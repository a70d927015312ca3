#![doc = include_str!("../README.md")]
#![forbid(unsafe_code)]

mod dumpfiles;
mod line_iterator;

pub use dumpfiles::*;
pub use line_iterator::*;
#![forbid(unsafe_code)]

use rand::Rng;

use crate::Nfa;
use crate::NfaBuilder;
use crate::StateLabel;
use crate::Symbol;

/// Generates a random NFA with the given number of states and symbols, the
/// desired maximum out degree per state, and an epsilon move per state with
/// the given probability.
///
/// States are single base-36 characters and symbols are single digits, so the
/// canonical compound-state names of the subset construction stay
/// unambiguous. State 0 is the initial state; every state is accepting with
/// probability 1/4.
pub fn random_nfa(
    rng: &mut impl Rng,
    num_of_states: usize,
    num_of_symbols: u32,
    outdegree: usize,
    epsilon_probability: f64,
) -> Nfa {
    assert!(
        (1..=36).contains(&num_of_states),
        "Only 1 to 36 states are supported, we use single-character labels."
    );
    assert!(
        (1..=10).contains(&num_of_symbols),
        "Only 1 to 10 symbols are supported, we use digit symbols."
    );

    let labels: Vec<StateLabel> = (0..num_of_states).map(state_label).collect();
    let symbols: Vec<Symbol> = (0..num_of_symbols)
        .map(|index| char::from_digit(index, 10).expect("The index is below 10, so should not panic"))
        .collect();

    let mut builder = NfaBuilder::new();
    builder.set_initial(&labels[0]);
    for &symbol in &symbols {
        builder.require_symbol(symbol);
    }

    for label in &labels {
        builder.add_state(label);
        if rng.random_bool(0.25) {
            builder.add_accepting(label);
        }

        for _ in 0..rng.random_range(0..=outdegree) {
            let symbol = symbols[rng.random_range(0..symbols.len())];
            let to = labels[rng.random_range(0..num_of_states)].as_str();
            builder.add_transition(label, symbol, to);
        }

        if rng.random_bool(epsilon_probability) {
            let to = labels[rng.random_range(0..num_of_states)].as_str();
            builder.add_epsilon_transition(label, to);
        }
    }

    builder
        .build()
        .expect("The generated automaton always has an initial state")
}

/// The label of the state with the given index, a single base-36 character.
fn state_label(index: usize) -> StateLabel {
    char::from_digit(index as u32, 36)
        .expect("Radix is less than 37, so should not panic")
        .to_string()
}
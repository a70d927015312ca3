use std::io::BufRead;
use std::io::BufReader;
use std::io::Error;
use std::io::Read;
use streaming_iterator::StreamingIterator;

/// A lending iterator over the lines of a type implementing Read.
///
/// Iteration ends at the end of the input or at the first read error; the
/// error is kept and can be collected with [LineIterator::take_error].
pub struct LineIterator<T: Read> {
    reader: BufReader<T>,
    buffer: String,
    end: bool,
    error: Option<Error>,
}

impl<T: Read> LineIterator<T> {
    pub fn new(reader: T) -> LineIterator<T> {
        LineIterator {
            reader: BufReader::new(reader),
            buffer: String::new(),
            end: false,
            error: None,
        }
    }

    /// Returns the read error that ended the iteration, if any. A consumer
    /// that must distinguish a complete input from a failed one checks this
    /// after the last line.
    pub fn take_error(&mut self) -> Option<Error> {
        self.error.take()
    }
}

impl<T: Read> StreamingIterator for LineIterator<T> {
    type Item = String;

    fn advance(&mut self) {
        self.buffer.clear();
        match self.reader.read_line(&mut self.buffer) {
            Ok(n) if n > 0 => {
                if self.buffer.ends_with('\n') {
                    self.buffer.pop();
                    if self.buffer.ends_with('\r') {
                        self.buffer.pop();
                    }
                }
            }
            Ok(_) => self.end = true,
            Err(error) => {
                self.error = Some(error);
                self.end = true;
            }
        }
    }

    fn get(&self) -> Option<&Self::Item> {
        if self.end { None } else { Some(&self.buffer) }
    }
}
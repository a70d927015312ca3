#![doc = include_str!("../README.md")]
#![forbid(unsafe_code)]

mod vecset;

pub use vecset::*;
#![doc = include_str!("../README.md")]
#![forbid(unsafe_code)]

mod error;
mod test_logger;

pub use error::*;
pub use random_test::*;
pub use test_logger::*;
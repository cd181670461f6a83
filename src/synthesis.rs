use std::{fmt::Write as _, str::FromStr};

use async_trait::async_trait;

use crate::{
    domain::Domain,
    error::{AnalysisError, ConfigError},
    record::{parse_record, AnalysisRecord},
};

pub(crate) const DEFAULT_DEPTH: i32 = 7;

const SYSTEM_INSTRUCTION: &str = "You are an expert startup trend analyst.
Provide a comprehensive analysis of startup trends based on the following context.
Focus on:
- Technological innovations
- Market potential
- Investment landscape
- Emerging opportunities

Respond in a structured JSON format with key insights.";

/// A two-message chat prompt.
#[derive(Debug, Clone, PartialEq, Eq)]
pub(crate) struct Prompt {
    pub(crate) system: String,
    pub(crate) user: String,
}

/// A hosted model that turns a prompt into raw completion text.
#[async_trait]
pub(crate) trait SynthesisAdapter: Send + Sync {
    /// Provider name used in logs.
    fn name(&self) -> &str;

    /// Whether a call needs an API credential; when it does and none is
    /// available, the run is rejected before any network call.
    fn requires_credential(&self) -> bool;

    async fn complete(&self, prompt: &Prompt, api_key: Option<&str>)
        -> Result<String, AnalysisError>;
}

#[derive(Debug, Clone, Copy, PartialEq, Eq)]
pub(crate) enum FocusArea {
    TechnologicalInnovation,
    MarketPotential,
    InvestmentLandscape,
    EmergingTrends,
}

impl FocusArea {
    pub(crate) const ALL: [FocusArea; 4] = [
        FocusArea::TechnologicalInnovation,
        FocusArea::MarketPotential,
        FocusArea::InvestmentLandscape,
        FocusArea::EmergingTrends,
    ];

    pub(crate) fn label(self) -> &'static str {
        match self {
            FocusArea::TechnologicalInnovation => "Technological Innovation",
            FocusArea::MarketPotential => "Market Potential",
            FocusArea::InvestmentLandscape => "Investment Landscape",
            FocusArea::EmergingTrends => "Emerging Trends",
        }
    }
}

impl FromStr for FocusArea {
    type Err = ConfigError;

    fn from_str(s: &str) -> Result<Self, Self::Err> {
        let s = s.trim();
        FocusArea::ALL
            .into_iter()
            .find(|f| f.label().eq_ignore_ascii_case(s))
            .ok_or_else(|| ConfigError::UnknownFocusArea(s.to_string()))
    }
}

/// User-chosen modifiers appended to the prompt.
#[derive(Debug, Clone, PartialEq, Eq)]
pub(crate) struct PromptOptions {
    pub(crate) depth: i32,
    pub(crate) focus_areas: Vec<FocusArea>,
}

impl Default for PromptOptions {
    fn default() -> Self {
        Self {
            depth: DEFAULT_DEPTH,
            focus_areas: Vec::new(),
        }
    }
}

impl PromptOptions {
    pub(crate) fn new<S: AsRef<str>>(depth: i32, focus_areas: &[S]) -> Result<Self, ConfigError> {
        if !(1..=10).contains(&depth) {
            return Err(ConfigError::DepthOutOfRange(depth));
        }
        let mut areas = Vec::with_capacity(focus_areas.len());
        for label in focus_areas {
            let area: FocusArea = label.as_ref().parse()?;
            if !areas.contains(&area) {
                areas.push(area);
            }
        }
        Ok(Self {
            depth,
            focus_areas: areas,
        })
    }

    fn depth_instruction(&self) -> &'static str {
        match self.depth {
            ..=3 => "Keep each field brief: a sentence or a few short items.",
            4..=7 => "Give a balanced level of detail in each field.",
            _ => "Go into depth, naming concrete technologies, companies and funding signals where the context supports it.",
        }
    }
}

pub(crate) fn build_prompt(domain: Domain, snippets: &[String], options: &PromptOptions) -> Prompt {
    let mut results = String::new();
    if snippets.is_empty() {
        results.push_str("(no recent search results were found)");
    } else {
        for snippet in snippets {
            let _ = writeln!(results, "- {snippet}");
        }
    }

    let mut user = format!(
        "Analyze the following context about {domain} startup trends:\n\
        Recent Search Results:\n{results}\n\
        Provide a detailed analysis in the following JSON structure:\n\
        {{\n\
        \x20   \"domain\": \"{domain}\",\n\
        \x20   \"key_technologies\": [],\n\
        \x20   \"market_potential\": \"\",\n\
        \x20   \"investment_trends\": \"\",\n\
        \x20   \"emerging_opportunities\": [],\n\
        \x20   \"challenges\": []\n\
        }}\n"
    );

    let _ = write!(
        user,
        "\nAnalysis depth: {}/10. {}",
        options.depth,
        options.depth_instruction()
    );
    if !options.focus_areas.is_empty() {
        let areas = options
            .focus_areas
            .iter()
            .map(|f| f.label())
            .collect::<Vec<_>>()
            .join(", ");
        let _ = write!(user, "\nGive particular attention to: {areas}.");
    }
    user.push_str("\nRespond with the JSON object only.");

    Prompt {
        system: SYSTEM_INSTRUCTION.to_string(),
        user,
    }
}

/// Runs the synthesis stage for one domain.
pub(crate) async fn synthesize(
    adapter: &dyn SynthesisAdapter,
    domain: Domain,
    snippets: &[String],
    options: &PromptOptions,
    api_key: Option<&str>,
) -> Result<AnalysisRecord, AnalysisError> {
    let prompt = build_prompt(domain, snippets, options);
    let raw = adapter.complete(&prompt, api_key).await?;
    if raw.trim().is_empty() {
        return Err(AnalysisError::Model("empty completion".to_string()));
    }
    parse_record(domain, &raw)
}

#[cfg(test)]
mod tests {
    use super::*;

    #[test]
    fn system_prompt_lists_the_four_focuses() {
        let prompt = build_prompt(Domain::FinTech, &[], &PromptOptions::default());
        for focus in [
            "Technological innovations",
            "Market potential",
            "Investment landscape",
            "Emerging opportunities",
        ] {
            assert!(prompt.system.contains(focus), "missing {focus}");
        }
    }

    #[test]
    fn user_prompt_embeds_domain_snippets_and_schema() {
        let snippets = vec!["Open banking grows".to_string(), "BNPL cools".to_string()];
        let prompt = build_prompt(Domain::FinTech, &snippets, &PromptOptions::default());
        assert!(prompt.user.contains("about FinTech startup trends"));
        assert!(prompt.user.contains("- Open banking grows\n- BNPL cools"));
        assert!(prompt.user.contains("\"domain\": \"FinTech\""));
        assert!(prompt.user.contains("\"emerging_opportunities\": []"));
        assert!(prompt.user.contains("Analysis depth: 7/10"));
        assert!(!prompt.user.contains("particular attention"));
    }

    #[test]
    fn focus_areas_are_threaded_into_prompt() {
        let options = PromptOptions::new(9, &["market potential", "Emerging Trends"]).unwrap();
        let prompt = build_prompt(Domain::SpaceTech, &[], &options);
        assert!(prompt
            .user
            .contains("Give particular attention to: Market Potential, Emerging Trends."));
        assert!(prompt.user.contains("Analysis depth: 9/10. Go into depth"));
        assert!(prompt.user.contains("no recent search results"));
    }

    #[test]
    fn options_are_validated() {
        assert_eq!(
            PromptOptions::new(0, &[] as &[&str]).unwrap_err(),
            ConfigError::DepthOutOfRange(0)
        );
        assert_eq!(
            PromptOptions::new(11, &[] as &[&str]).unwrap_err(),
            ConfigError::DepthOutOfRange(11)
        );
        assert!(matches!(
            PromptOptions::new(5, &["Vibes"]).unwrap_err(),
            ConfigError::UnknownFocusArea(_)
        ));
    }

    struct Canned(&'static str);

    #[async_trait]
    impl SynthesisAdapter for Canned {
        fn name(&self) -> &str {
            "canned"
        }

        fn requires_credential(&self) -> bool {
            false
        }

        async fn complete(
            &self,
            _prompt: &Prompt,
            _api_key: Option<&str>,
        ) -> Result<String, AnalysisError> {
            Ok(self.0.to_string())
        }
    }

    #[tokio::test]
    async fn empty_completion_is_model_error() {
        let err = synthesize(
            &Canned("  "),
            Domain::EdTech,
            &[],
            &PromptOptions::default(),
            None,
        )
        .await
        .unwrap_err();
        assert!(matches!(err, AnalysisError::Model(_)));
    }

    #[tokio::test]
    async fn completion_is_parsed_into_record() {
        let record = synthesize(
            &Canned(r#"{"challenges": ["Hardware costs"]}"#),
            Domain::Robotics,
            &[],
            &PromptOptions::default(),
            None,
        )
        .await
        .unwrap();
        assert_eq!(record.domain, "Robotics");
        assert_eq!(record.challenges, vec!["Hardware costs"]);
    }
}
use std::{sync::Arc, time::Instant};

use anyhow::Result;
use chrono::{DateTime, Utc};
use tracing::{info, instrument, warn};

use crate::{
    chart::{bar_chart, radar_chart, ChartSpec},
    domain::{parse_selection, Domain},
    error::{AnalysisError, ConfigError},
    llm,
    metrics::{generate_metrics, MetricRow},
    record::AnalysisRecord,
    search::{DuckDuckGoSearch, SearchAdapter},
    settings::Settings,
    synthesis::{synthesize, PromptOptions, SynthesisAdapter, DEFAULT_DEPTH},
};

/// What the user asked for.
#[derive(Debug, Clone, Default)]
pub(crate) struct TrendRequest {
    /// Domain labels. `None` selects the default domains.
    pub(crate) domains: Option<Vec<String>>,
    /// Overrides the configured credential.
    pub(crate) api_key: Option<String>,
    pub(crate) depth: Option<i32>,
    pub(crate) focus_areas: Vec<String>,
}

/// Outcome of one domain's search and synthesis.
#[derive(Debug, Clone)]
pub(crate) struct DomainAnalysis {
    pub(crate) domain: Domain,
    pub(crate) outcome: Result<AnalysisRecord, AnalysisError>,
}

impl DomainAnalysis {
    /// The message shown in place of a record when the analysis failed.
    pub(crate) fn error_message(&self) -> Option<String> {
        self.outcome
            .as_ref()
            .err()
            .map(|e| format!("Analysis failed for {}: {e}", self.domain))
    }
}

/// Per-domain results keyed by domain, in selection order.
#[derive(Debug, Clone, Default)]
pub(crate) struct AnalysisResultSet {
    entries: Vec<DomainAnalysis>,
}

impl AnalysisResultSet {
    /// Adds the outcome for a domain. Returns `false`, leaving the set
    /// unchanged, if the domain already has an entry.
    fn insert(&mut self, domain: Domain, outcome: Result<AnalysisRecord, AnalysisError>) -> bool {
        if self.get(domain).is_some() {
            return false;
        }
        self.entries.push(DomainAnalysis { domain, outcome });
        true
    }

    pub(crate) fn get(&self, domain: Domain) -> Option<&DomainAnalysis> {
        self.entries.iter().find(|entry| entry.domain == domain)
    }

    pub(crate) fn iter(&self) -> impl Iterator<Item = &DomainAnalysis> {
        self.entries.iter()
    }

    pub(crate) fn len(&self) -> usize {
        self.entries.len()
    }

    pub(crate) fn failed_count(&self) -> usize {
        self.entries.iter().filter(|e| e.outcome.is_err()).count()
    }
}

/// Everything the presentation layer needs for one run.
#[derive(Debug, Clone)]
pub(crate) struct TrendReport {
    pub(crate) analyses: AnalysisResultSet,
    pub(crate) metrics: Vec<MetricRow>,
    pub(crate) radar_chart: ChartSpec,
    pub(crate) bar_chart: ChartSpec,
    pub(crate) generated_at: DateTime<Utc>,
}

struct RunPlan {
    domains: Vec<Domain>,
    options: PromptOptions,
    api_key: Option<String>,
}

/// Drives search, synthesis, metrics and charts for a selection of domains.
#[derive(Clone)]
pub(crate) struct Analyzer {
    search: Arc<dyn SearchAdapter>,
    synthesis: Arc<dyn SynthesisAdapter>,
    api_key: Option<String>,
}

impl Analyzer {
    pub(crate) fn new(
        search: Arc<dyn SearchAdapter>,
        synthesis: Arc<dyn SynthesisAdapter>,
        api_key: Option<String>,
    ) -> Self {
        Self {
            search,
            synthesis,
            api_key: api_key.filter(|key| !key.is_empty()),
        }
    }

    pub(crate) fn from_settings(settings: &Settings) -> Result<Self> {
        let search = Arc::new(DuckDuckGoSearch::new(&settings.search)?);
        let synthesis = llm::from_settings(&settings.llm)?;
        Ok(Self::new(search, synthesis, settings.llm.api_key.clone()))
    }

    fn plan(&self, request: &TrendRequest) -> Result<RunPlan, ConfigError> {
        let domains = match &request.domains {
            Some(labels) => parse_selection(labels)?,
            None => Domain::DEFAULT_SELECTION.to_vec(),
        };
        if domains.is_empty() {
            return Err(ConfigError::EmptySelection);
        }

        let api_key = request
            .api_key
            .clone()
            .filter(|key| !key.is_empty())
            .or_else(|| self.api_key.clone());
        if self.synthesis.requires_credential() && api_key.is_none() {
            return Err(ConfigError::MissingCredential);
        }

        let options = PromptOptions::new(
            request.depth.unwrap_or(DEFAULT_DEPTH),
            &request.focus_areas,
        )?;

        Ok(RunPlan {
            domains,
            options,
            api_key,
        })
    }

    /// Runs the whole pipeline. Only configuration problems fail the run;
    /// search, model and parse failures are recorded per domain.
    pub(crate) async fn run(&self, request: &TrendRequest) -> Result<TrendReport, ConfigError> {
        let plan = self.plan(request).inspect_err(|e| warn!("run rejected: {e}"))?;
        let started = Instant::now();
        info!(
            provider = self.synthesis.name(),
            domains = plan.domains.len(),
            "starting trend analysis"
        );

        let mut analyses = AnalysisResultSet::default();
        for &domain in &plan.domains {
            let outcome = self.analyze_domain(domain, &plan).await;
            analyses.insert(domain, outcome);
        }

        let metrics = generate_metrics(&plan.domains);
        let radar_chart = radar_chart(&metrics);
        let bar_chart = bar_chart(&metrics);

        info!(
            domains = analyses.len(),
            failed = analyses.failed_count(),
            elapsed_ms = u64::try_from(started.elapsed().as_millis()).unwrap_or(u64::MAX),
            "trend analysis finished"
        );

        Ok(TrendReport {
            analyses,
            metrics,
            radar_chart,
            bar_chart,
            generated_at: Utc::now(),
        })
    }

    #[instrument(name = "analyze_domain", skip_all, fields(domain = %domain))]
    async fn analyze_domain(
        &self,
        domain: Domain,
        plan: &RunPlan,
    ) -> Result<AnalysisRecord, AnalysisError> {
        let snippets = self
            .search
            .search(&domain.search_query())
            .await
            .inspect_err(|e| warn!("search stage failed: {e}"))?;
        info!(snippets = snippets.len(), "search stage finished");

        let record = synthesize(
            self.synthesis.as_ref(),
            domain,
            &snippets,
            &plan.options,
            plan.api_key.as_deref(),
        )
        .await
        .inspect_err(|e| warn!("synthesis stage failed: {e}"))?;
        info!("synthesis stage finished");
        Ok(record)
    }
}
// src/settings.rs

use std::{net::SocketAddr, path::Path};

use clap::Parser;
use config::{builder::DefaultState, ConfigBuilder, ConfigError, Environment, File};
use serde::{Deserialize, Serialize};

const DEFAULT_ADDR: &str = "127.0.0.1:8000";
const GROQ_API_BASE: &str = "https://api.groq.com/openai/v1";
const DUCKDUCKGO_HTML: &str = "https://html.duckduckgo.com/html/";

#[derive(Parser, Debug)]
#[command(version)]
pub struct Args {
    /// Path to the local configuration TOML file.
    #[arg(short, value_name = "CONFIG_PATH")]
    pub config: std::path::PathBuf,

    /// Path to the certificate file.
    #[arg(long, value_name = "CERT_PATH", requires = "key")]
    pub cert: Option<std::path::PathBuf>,

    /// Path to the key file.
    #[arg(long, value_name = "KEY_PATH", requires = "cert")]
    pub key: Option<std::path::PathBuf>,
}

#[derive(Debug, Serialize, Deserialize)]
pub struct Web {
    #[serde(deserialize_with = "deserialize_socket_addr")]
    pub address: SocketAddr,
}

#[derive(Debug, Clone, Copy, PartialEq, Eq, Serialize, Deserialize)]
#[serde(rename_all = "lowercase")]
pub enum Provider {
    Groq,
    Ollama,
}

#[derive(Debug, Clone, Serialize, Deserialize)]
pub struct LlmSettings {
    pub provider: Provider,
    pub model: String,
    pub temperature: f32,
    /// Credential used when a request doesn't carry its own.
    #[serde(default)]
    pub api_key: Option<String>,
    pub base_url: String,
    pub timeout_secs: u64,
    pub ollama_host: String,
    pub ollama_port: u16,
}

impl Default for LlmSettings {
    fn default() -> Self {
        Self {
            provider: Provider::Groq,
            model: "llama3-70b-8192".to_string(),
            temperature: 0.2,
            api_key: None,
            base_url: GROQ_API_BASE.to_string(),
            timeout_secs: 60,
            ollama_host: "http://127.0.0.1".to_string(),
            ollama_port: 11434,
        }
    }
}

#[derive(Debug, Clone, Serialize, Deserialize)]
pub struct SearchSettings {
    pub endpoint: String,
    pub max_results: usize,
    pub timeout_secs: u64,
}

#[derive(Debug, Serialize, Deserialize)]
pub struct Settings {
    pub web: Web,
    pub llm: LlmSettings,
    pub search: SearchSettings,
}

impl Settings {
    /// Load settings from the given TOML file, with sane defaults.
    ///
    /// Values can be overridden by `TREND_`-prefixed environment variables
    /// (e.g. `TREND_LLM__MODEL`). `GROQ_API_KEY` is used as the credential
    /// when none is configured.
    pub fn from_file(path: &Path) -> Result<Self, ConfigError> {
        let builder = ConfigBuilder::<DefaultState>::default()
            .set_default("web.address", DEFAULT_ADDR)?
            .set_default("llm.provider", "groq")?
            .set_default("llm.model", "llama3-70b-8192")?
            .set_default("llm.temperature", 0.2)?
            .set_default("llm.base_url", GROQ_API_BASE)?
            .set_default("llm.timeout_secs", 60)?
            .set_default("llm.ollama_host", "http://127.0.0.1")?
            .set_default("llm.ollama_port", 11434)?
            .set_default("search.endpoint", DUCKDUCKGO_HTML)?
            .set_default("search.max_results", 10)?
            .set_default("search.timeout_secs", 10)?;

        let cfg = builder
            .add_source(File::from(path))
            .add_source(Environment::with_prefix("TREND").separator("__"))
            .build()?;

        let mut settings: Settings = cfg.try_deserialize()?;
        if settings.llm.api_key.as_deref().is_none_or(str::is_empty) {
            settings.llm.api_key = std::env::var("GROQ_API_KEY")
                .ok()
                .filter(|key| !key.is_empty());
        }
        Ok(settings)
    }
}

fn deserialize_socket_addr<'de, D>(deserializer: D) -> Result<SocketAddr, D::Error>
where
    D: serde::Deserializer<'de>,
{
    let s = String::deserialize(deserializer)?;
    s.parse().map_err(serde::de::Error::custom)
}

★ ★ ★ ★ ★ ★ ★

About this exercise:
Start at the first line of the material and transcribe each line exactly, stopping once the line containing "subset construction stay" has been written.

Finished task:
repository a70d927015312ca3
#![doc = include_str!("../README.md")]
#![forbid(unsafe_code)]

mod dumpfiles;
mod line_iterator;

pub use dumpfiles::*;
pub use line_iterator::*;
#![forbid(unsafe_code)]

use rand::Rng;

use crate::Nfa;
use crate::NfaBuilder;
use crate::StateLabel;
use crate::Symbol;

/// Generates a random NFA with the given number of states and symbols, the
/// desired maximum out degree per state, and an epsilon move per state with
/// the given probability.
///
/// States are single base-36 characters and symbols are single digits, so the
/// canonical compound-state names of the subset construction stay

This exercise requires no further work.